Excerpted data section start

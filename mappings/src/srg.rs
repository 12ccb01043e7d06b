//! Reading mappings in the tab indented SRG format, optionally with the names of MCP.
//!
//! ```txt
//! a net/minecraft/Apple
//! 	b field_1234_a
//! 	c (La;I)La$d; func_5678_b
//! a$d net/minecraft/Apple$Seed
//! ```
//!
//! Unindented lines are classes, indented ones fields and methods of the class above. Each line starts with the
//! obfuscated name. SRG names like `field_1234_a` and `func_5678_b` are replaced by the names found in the MCP tables
//! `fields.csv` and `methods.csv`.
//!
//! Method descriptors are in the obfuscated namespace, so they're translated to mapped java style types once all
//! classes are known.

use std::fs::File;
use std::io::{BufRead, BufReader, Read};
use std::path::Path;
use anyhow::{anyhow, bail, Context, Result};
use indexmap::IndexMap;
use log::{debug, trace, warn};
use crate::{FieldSpec, Mappings, MappingsBuilder, MethodSpec, TypeSpec};

/// The tables translating SRG names to MCP names.
#[derive(Debug, Clone, Default)]
pub struct McpNames {
	pub fields: IndexMap<String, String>,
	pub methods: IndexMap<String, String>,
}

/// Reads a MCP table like `fields.csv`, mapping the first column (`searge`) to the second one (`name`).
///
/// ```
/// let string = "\
/// searge,name,side,desc
/// field_1234_a,value,0,\"The value, if any\"
/// ";
/// let names = mappings::srg::read_names(string.as_bytes()).unwrap();
/// assert_eq!(names.get("field_1234_a").map(String::as_str), Some("value"));
/// ```
pub fn read_names(reader: impl Read) -> Result<IndexMap<String, String>> {
	let mut names = IndexMap::new();

	for (line_number, line) in BufReader::new(reader).lines().enumerate() {
		let line = line?;
		if line.trim().is_empty() {
			continue;
		}

		let mut columns = line.split(',');
		let searge = columns.next().unwrap_or_default().trim();
		let name = columns.next()
			.with_context(|| anyhow!("line {} has no second column: {line:?}", line_number + 1))?
			.trim();

		if line_number == 0 && searge == "searge" {
			continue;
		}

		names.insert(searge.to_owned(), name.to_owned());
	}

	Ok(names)
}

pub fn read_names_file(path: impl AsRef<Path>) -> Result<IndexMap<String, String>> {
	let path = path.as_ref();
	read_names(File::open(path)?)
		.with_context(|| anyhow!("failed to read MCP names file {path:?}"))
}

/// Reads a SRG mappings file, naming the mappings after the file.
pub fn read_file(path: impl AsRef<Path>, names: &McpNames) -> Result<Mappings> {
	let path = path.as_ref();
	let name = path.file_name().map_or_else(|| path.display().to_string(), |name| name.to_string_lossy().into_owned());
	read(name, File::open(path)?, names)
		.with_context(|| anyhow!("failed to read mappings file {path:?} as SRG mappings"))
}

/// A method, waiting for all classes to be known.
#[derive(Debug)]
struct PendingMethod {
	obfuscated_name: String,
	mapped_name: String,
	descriptor: String,
}

/// Reads SRG mappings from the given reader.
///
/// ```
/// use mappings::Direction;
/// use mappings::srg::McpNames;
///
/// let string = "\
/// a org/example/Apple
/// \tb field_1234_a
/// \tc (La;)V grow
/// ";
/// let mappings = mappings::srg::read("example", string.as_bytes(), &McpNames::default()).unwrap();
///
/// let apple = mappings.resolve_type("org/example/Apple", Direction::Mapped).unwrap();
/// assert_eq!(apple.methods()[0].descriptor(&mappings, Direction::Obfuscated), "(La;)V");
/// ```
pub fn read(name: impl Into<String>, reader: impl Read, names: &McpNames) -> Result<Mappings> {
	let mut builder = MappingsBuilder::new(name);
	let mut current: Option<TypeSpec> = None;
	let mut pending: IndexMap<String, Vec<PendingMethod>> = IndexMap::new();

	for (line_number, line) in BufReader::new(reader).lines().enumerate() {
		let line_number = line_number + 1;
		let line = line?;

		read_line(&mut builder, &mut current, &mut pending, names, &line)
			.with_context(|| anyhow!("in line {line_number}: {line:?}"))?;
	}

	if let Some(spec) = current {
		builder.add_type(spec)?;
	}

	for (owner, methods) in pending {
		let mut specs = Vec::with_capacity(methods.len());
		for method in methods {
			let (argument_types, return_type) = java_types(&builder, &method.descriptor)
				.with_context(|| anyhow!("in method {owner:?}.{:?}{:?}", method.obfuscated_name, method.descriptor))?;
			specs.push(MethodSpec::new(method.obfuscated_name, method.mapped_name, return_type, argument_types));
		}

		let spec = builder.get_mut(&owner)
			.with_context(|| anyhow!("methods for unknown type {owner:?}"))?;
		for method in specs {
			spec.add_method(method);
		}
	}

	let mappings = builder.freeze();
	debug!("read {} types from SRG mappings {:?}", mappings.len(), mappings.name());
	Ok(mappings)
}

fn read_line(
	builder: &mut MappingsBuilder,
	current: &mut Option<TypeSpec>,
	pending: &mut IndexMap<String, Vec<PendingMethod>>,
	names: &McpNames,
	line: &str,
) -> Result<()> {
	let trimmed = line.trim();
	if trimmed.is_empty() || trimmed.starts_with('#') {
		return Ok(());
	}

	let (obfuscated, rest) = trimmed.split_once(' ')
		.context("line has an invalid format, expected `obfuscated mapped`")?;
	let obfuscated = obfuscated.replace('.', "/");
	let rest = rest.trim().replace('.', "/");

	if !line.starts_with(char::is_whitespace) {
		if let Some(finished) = current.take() {
			trace!("finished type {:?}", finished.obfuscated_name);
			builder.add_type(finished)?;
		}
		*current = Some(TypeSpec::new(obfuscated, rest));
		return Ok(());
	}

	let spec = current.as_mut().context("member line without a type")?;

	if rest.starts_with('(') {
		let (descriptor, mapped) = rest.rsplit_once(' ')
			.context("method line has no mapped name")?;
		let mapped = translate(mapped, "func_", &names.methods);

		pending.entry(spec.obfuscated_name.clone())
			.or_default()
			.push(PendingMethod {
				obfuscated_name: obfuscated,
				mapped_name: mapped,
				descriptor: descriptor.trim().to_owned(),
			});
	} else {
		let mapped = translate(&rest, "field_", &names.fields);
		spec.add_field(FieldSpec::new(obfuscated, mapped, ""));
	}

	Ok(())
}

/// Replaces a SRG name with its MCP name, if known.
fn translate(name: &str, prefix: &str, names: &IndexMap<String, String>) -> String {
	if name.starts_with(prefix) {
		if let Some(translated) = names.get(name) {
			return translated.clone();
		}
	}
	name.to_owned()
}

/// Splits an obfuscated method descriptor into mapped java style argument types and return type.
fn java_types(builder: &MappingsBuilder, descriptor: &str) -> Result<(Vec<String>, String)> {
	let arguments = descriptor.strip_prefix('(').context("descriptor doesn't start with `(`")?;
	let (arguments, return_type) = arguments.split_once(')').context("descriptor has no `)`")?;

	let mut types = Vec::new();
	let mut rest = arguments;
	while !rest.is_empty() {
		let (java_type, after) = java_type(builder, rest)?;
		types.push(java_type);
		rest = after;
	}

	let (return_type, after) = java_type(builder, return_type)?;
	if !after.is_empty() {
		bail!("trailing data {after:?} after return type");
	}

	Ok((types, return_type))
}

/// Reads one type from the start of `descriptor`, returning it and the rest.
fn java_type<'a>(builder: &MappingsBuilder, descriptor: &'a str) -> Result<(String, &'a str)> {
	let dimensions = descriptor.bytes().take_while(|&b| b == b'[').count();
	let descriptor = &descriptor[dimensions..];

	let (mut java_type, rest) = if let Some(object) = descriptor.strip_prefix('L') {
		let (name, rest) = object.split_once(';')
			.with_context(|| anyhow!("missing `;` in {descriptor:?}"))?;

		let java_type = match builder.get(name) {
			Some(spec) => spec.mapped_name.clone(),
			None => {
				// names with a package are most likely not obfuscated ones
				if !name.contains('/') {
					warn!("no type {name:?} in the mappings, keeping the obfuscated name");
				}
				name.to_owned()
			},
		};
		(java_type, rest)
	} else {
		let mut chars = descriptor.chars();
		let java_type = match chars.next() {
			Some('I') => "int",
			Some('V') => "void",
			Some('Z') => "boolean",
			Some('B') => "byte",
			Some('C') => "char",
			Some('S') => "short",
			Some('D') => "double",
			Some('F') => "float",
			Some('J') => "long",
			Some(other) => bail!("unknown descriptor type {other:?}"),
			None => bail!("unexpected end of descriptor"),
		};
		(java_type.to_owned(), chars.as_str())
	};

	for _ in 0..dimensions {
		java_type.push_str("[]");
	}
	Ok((java_type, rest))
}

#[cfg(test)]
mod testing {
	use anyhow::{anyhow, Result};
	use indexmap::IndexMap;
	use pretty_assertions::assert_eq;
	use crate::{Direction, Member};
	use crate::srg::McpNames;

	const MAPPINGS: &str = "\
a net/minecraft/Apple
\tb field_1234_a
\tc field_1234_b
\td (La;[ILa$e;)La$e; func_5678_a
\td (Ljava/lang/String;)V func_5678_b
\tf ()Lzz; func_9999_c
a$e net/minecraft/Apple$Seed
\ta ()Z func_1111_a
";

	fn names() -> McpNames {
		McpNames {
			fields: IndexMap::from([
				("field_1234_a".to_owned(), "value".to_owned()),
			]),
			methods: IndexMap::from([
				("func_5678_a".to_owned(), "plant".to_owned()),
				("func_1111_a".to_owned(), "isRipe".to_owned()),
			]),
		}
	}

	#[test]
	fn read() -> Result<()> {
		let mappings = super::read("test", MAPPINGS.as_bytes(), &names())?;
		assert_eq!(mappings.len(), 2);
		assert_eq!(mappings.map_type_name("a$e"), "net/minecraft/Apple$Seed");

		let apple = mappings.resolve_type("a", Direction::Obfuscated).ok_or_else(|| anyhow!("no a"))?;
		assert_eq!(apple.resolve_field("b", Direction::Obfuscated).map(|f| f.mapped_name()), Some("value"));
		assert_eq!(apple.resolve_field("c", Direction::Obfuscated).map(|f| f.mapped_name()), Some("field_1234_b"));
		assert_eq!(apple.resolve_field("b", Direction::Obfuscated).map(|f| f.field_type()), Some(""));

		let plant = apple.resolve_method(&mappings, "d", "(La;[ILa$e;)La$e;", Direction::Obfuscated)
			.ok_or_else(|| anyhow!("no plant"))?;
		assert_eq!(plant.mapped_name(), "plant");
		assert_eq!(plant.argument_types(), &["net/minecraft/Apple", "int[]", "net/minecraft/Apple$Seed"]);
		assert_eq!(plant.descriptor(&mappings, Direction::Mapped), "(Lnet/minecraft/Apple;[ILnet/minecraft/Apple$Seed;)Lnet/minecraft/Apple$Seed;");

		// overloads with an obfuscated name in common
		let other = apple.resolve_method(&mappings, "d", "(Ljava/lang/String;)V", Direction::Obfuscated)
			.ok_or_else(|| anyhow!("no func_5678_b"))?;
		assert_eq!(other.mapped_name(), "func_5678_b");

		// unknown classes are kept
		let unknown = apple.resolve_method(&mappings, "f", "()Lzz;", Direction::Obfuscated);
		assert!(unknown.is_some());

		let seed = mappings.resolve_type("a$e", Direction::Obfuscated).ok_or_else(|| anyhow!("no a$e"))?;
		assert_eq!(seed.methods()[0].mapped_name(), "isRipe");
		Ok(())
	}

	#[test]
	fn invalid_lines_fail() {
		let names = McpNames::default();
		assert!(super::read("test", "a\n".as_bytes(), &names).is_err());
		assert!(super::read("test", "\tb c\n".as_bytes(), &names).is_err());
		assert!(super::read("test", "a b\n\tc (Q)V d\n".as_bytes(), &names).is_err());
	}

	#[test]
	fn names_csv() -> Result<()> {
		let csv = "searge,name,side,desc\nfunc_1_a,run,2,\n\nfunc_2_b,walk,0,\"Walks, slowly\"\n";
		let names = super::read_names(csv.as_bytes())?;
		assert_eq!(names.len(), 2);
		assert_eq!(names.get("func_2_b").map(String::as_str), Some("walk"));
		Ok(())
	}
}
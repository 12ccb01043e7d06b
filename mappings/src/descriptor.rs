//! Building descriptors from java style type names like `java/lang/String[]`.

use crate::{Direction, Mappings, Member};

fn primitive(name: &str) -> Option<char> {
	Some(match name {
		"void" => 'V',
		"boolean" => 'Z',
		"char" => 'C',
		"byte" => 'B',
		"short" => 'S',
		"int" => 'I',
		"float" => 'F',
		"long" => 'J',
		"double" => 'D',
		_ => return None,
	})
}

/// Appends the descriptor of a type name in the mapped namespace, translated to `direction`.
fn push_type(s: &mut String, mappings: &Mappings, name: &str, direction: Direction) {
	let mut name = name;
	while let Some(element) = name.strip_suffix("[]") {
		s.push('[');
		name = element;
	}

	if let Some(primitive) = primitive(name) {
		s.push(primitive);
	} else {
		let name = mappings.resolve_type(name, Direction::Mapped)
			.map_or(name, |ty| ty.name(direction));
		s.push('L');
		s.push_str(name);
		s.push(';');
	}
}

pub(crate) fn method_descriptor(mappings: &Mappings, return_type: &str, argument_types: &[String], direction: Direction) -> String {
	let mut s = String::from("(");
	for argument in argument_types {
		push_type(&mut s, mappings, argument, direction);
	}
	s.push(')');
	push_type(&mut s, mappings, return_type, direction);
	s
}

#[cfg(test)]
mod testing {
	use pretty_assertions::assert_eq;
	use crate::{Direction, MappingsBuilder, TypeSpec};
	use crate::descriptor::method_descriptor;

	#[test]
	fn primitives_and_arrays() {
		let mappings = MappingsBuilder::with_date("empty", "2020-02-02").freeze();
		let args = ["int".to_owned(), "java/lang/String[]".to_owned()];
		assert_eq!(method_descriptor(&mappings, "void", &args, Direction::Mapped), "(I[Ljava/lang/String;)V");

		let args = ["boolean".to_owned(), "char".to_owned(), "byte".to_owned(), "short".to_owned(), "float".to_owned(), "long".to_owned()];
		assert_eq!(method_descriptor(&mappings, "double[][]", &args, Direction::Obfuscated), "(ZCBSFJ)[[D");
	}

	#[test]
	fn names_follow_the_direction() -> anyhow::Result<()> {
		let mut builder = MappingsBuilder::with_date("test", "2020-02-02");
		builder.add_type(TypeSpec::new("a", "pkg/Apple"))?;
		builder.add_type(TypeSpec::new("a$b", "pkg/Apple$Seed"))?;
		let mappings = builder.freeze();

		let args = ["pkg/Apple$Seed[]".to_owned(), "pkg/Unknown".to_owned()];
		assert_eq!(method_descriptor(&mappings, "pkg/Apple", &args, Direction::Mapped), "([Lpkg/Apple$Seed;Lpkg/Unknown;)Lpkg/Apple;");
		assert_eq!(method_descriptor(&mappings, "pkg/Apple", &args, Direction::Obfuscated), "([La$b;Lpkg/Unknown;)La;");
		Ok(())
	}
}
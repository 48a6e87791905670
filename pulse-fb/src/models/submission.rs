//! Submission pipeline state machine
//!
//! A submission progresses Received → Validated → Enriched → Persisted,
//! or short-circuits to Rejected (validation failure) or PersistFailed
//! (storage failure after enrichment).

use chrono::{DateTime, Utc};
use serde::{Deserialize, Serialize};
use uuid::Uuid;

/// Submission pipeline state
#[derive(Debug, Clone, Copy, PartialEq, Eq, Serialize, Deserialize)]
#[serde(rename_all = "UPPERCASE")]
pub enum SubmissionState {
    /// Raw input accepted by the shell, nothing checked yet
    Received,
    /// Input passed validation; enrichment may begin
    Validated,
    /// All three derivations resolved (derived text or fallback)
    Enriched,
    /// Record appended to the store; submission succeeded
    Persisted,
    /// Validation failed; nothing was derived or written
    Rejected,
    /// Append failed after enrichment; submission failed
    PersistFailed,
}

/// State transition record
#[derive(Debug, Clone, Serialize, Deserialize)]
pub struct StateTransition {
    pub submission_id: Uuid,
    pub old_state: SubmissionState,
    pub new_state: SubmissionState,
    pub transitioned_at: DateTime<Utc>,
}

/// Per-submission tracking (in-memory, lives for one pipeline pass)
#[derive(Debug, Clone, Serialize, Deserialize)]
pub struct Submission {
    /// Unique submission identifier (also used in lifecycle events)
    pub submission_id: Uuid,

    /// Current pipeline state
    pub state: SubmissionState,

    /// When the submission entered the pipeline
    pub received_at: DateTime<Utc>,

    /// When a terminal state was reached
    pub completed_at: Option<DateTime<Utc>>,
}

impl Submission {
    /// Create a new submission in the Received state
    pub fn new() -> Self {
        Self {
            submission_id: Uuid::now_v7(),
            state: SubmissionState::Received,
            received_at: Utc::now(),
            completed_at: None,
        }
    }

    /// Transition to a new state
    pub fn transition_to(&mut self, new_state: SubmissionState) -> StateTransition {
        let transition = StateTransition {
            submission_id: self.submission_id,
            old_state: self.state,
            new_state,
            transitioned_at: Utc::now(),
        };
        self.state = new_state;

        // Terminal states stamp the completion time
        match new_state {
            SubmissionState::Persisted
            | SubmissionState::Rejected
            | SubmissionState::PersistFailed => {
                self.completed_at = Some(Utc::now());
            }
            _ => {}
        }

        transition
    }

    /// Check whether the submission reached a terminal state
    pub fn is_terminal(&self) -> bool {
        matches!(
            self.state,
            SubmissionState::Persisted
                | SubmissionState::Rejected
                | SubmissionState::PersistFailed
        )
    }
}

impl Default for Submission {
    fn default() -> Self {
        Self::new()
    }
}
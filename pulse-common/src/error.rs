//! Common error types for Pulse

use thiserror::Error;

/// Common result type for Pulse operations
pub type Result<T> = std::result::Result<T, Error>;

/// Common error types for the Pulse feedback service
#[derive(Error, Debug)]
pub enum Error {
    /// Database operation error (wraps sqlx::Error)
    ///
    /// This is the storage failure class: a failed append means a failed
    /// submission, a failed load means the dashboard reports its data as
    /// unavailable rather than empty.
    #[error("Database error: {0}")]
    Database(#[from] sqlx::Error),

    /// I/O operation error (wraps std::io::Error)
    #[error("IO error: {0}")]
    Io(#[from] std::io::Error),

    /// Configuration loading or validation error
    #[error("Configuration error: {0}")]
    Config(String),

    /// Internal error (corrupt stored data, broken invariants)
    #[error("Internal error: {0}")]
    Internal(String),
}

Excerpted data section end

* _What you are asked to do_: Determine the count of lines in the data that contain the string "super", and reply with that count alone.

* _Answer to this exercise_: 5